It was overshadowed by the other huge 5-4 travel ban decision handed down by the Supreme Court, but Tuesday also saw the Court come through for conservatives in a case out of California. In the decision, the Court found that California did not have the right to require anti-abortion “crisis pregnancy centers” to give women information about low-cost ways to terminate their pregnancies.
Ruling on free speech grounds, the majority ruled that the government was not authorized to enact a law that would require people to violate their own beliefs for the sake of advertising a separate service or product. Certainly, it does not have the right to force these pregnancy centers, which exist solely to discourage women from getting an abortion, to tell those same women all about the cheap abortions they can get with government aid. The very idea is, of course, insane on its face.
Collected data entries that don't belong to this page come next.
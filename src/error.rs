use std::path::PathBuf;

use thiserror::Error;

/// Errors surfaced to the user by the IDE.
///
/// File I/O failures become blocking modals; directory-change failures are
/// printed inline in the terminal view; settings failures are logged and
/// otherwise ignored. None of these are fatal to the application.
#[derive(Error, Debug)]
pub enum AppError {
    #[error("could not open {path}: {source}")]
    FileRead {
        path: PathBuf,
        source: std::io::Error,
    },

    #[error("could not save {path}: {source}")]
    FileWrite {
        path: PathBuf,
        source: std::io::Error,
    },

    #[error("cd: {path}: {source}")]
    DirChange {
        path: PathBuf,
        source: std::io::Error,
    },

    #[error("settings error: {0}")]
    Settings(String),

    #[error("only Python files can be executed: {0}")]
    UnsupportedFileType(PathBuf),

    #[error("could not delete {path}: {source}")]
    Remove {
        path: PathBuf,
        source: std::io::Error,
    },

    #[error("could not rename {path}: {source}")]
    Rename {
        path: PathBuf,
        source: std::io::Error,
    },

    #[error("could not start command: {0}")]
    Spawn(std::io::Error),
}
/// One parsed access-log line, fields in source column order.
///
/// `status` and `size` are carried through for completeness but no analyzer
/// reads them. Records are built once by the parser and never mutated.
#[derive(Debug, Clone, PartialEq, Eq)]
pub struct LogRecord {
    pub path: String,
    pub timestamp: String,
    pub browser: String,
    pub status: String,
    pub size: String,
}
“Licensed clinics must provide a government-drafted script about the availability of state-sponsored services, as well as contact information for how to obtain them,” Justice Clarence Thomas wrote for the majority. “One of those services is abortion — the very practice that petitioners are devoted to opposing.”
In a particularly absurd dissent, Justice Stephen Breyer wrote that the majority’s decision was in conflict with an earlier Supreme Court ruling from 1992, in which the Court decided that Pennsylvania had the right to require abortion doctors to provide information on adoptions to their patients.
“If a state can lawfully require a doctor to tell a woman seeking an abortion about adoption services, why should it not be able, as here, to require a medical counselor to tell a woman seeking prenatal care or other reproductive health care about childbirth and abortion services?” he asked. “As the question suggests, there is no convincing reason to distinguish between information about adoption and information about abortion in this context.”
This paragraph tells you all you need to know about pro-abortion leftists. Really? No difference between information about adoption and information about abortion? Breyer doesn’t see any reason to distinguish the two at all? In one case, Pennsylvania is trying to provide SOME kind of counseling that might convince a woman to save a life. In the other, California is doing everything it can to stop women from making the dreadful decision to go ahead and have their babies. Yes, the cases are similar in some respects, but you have to have a wildly immoral view of the world to fail to see the difference between the two.
But then, who is really surprised about that?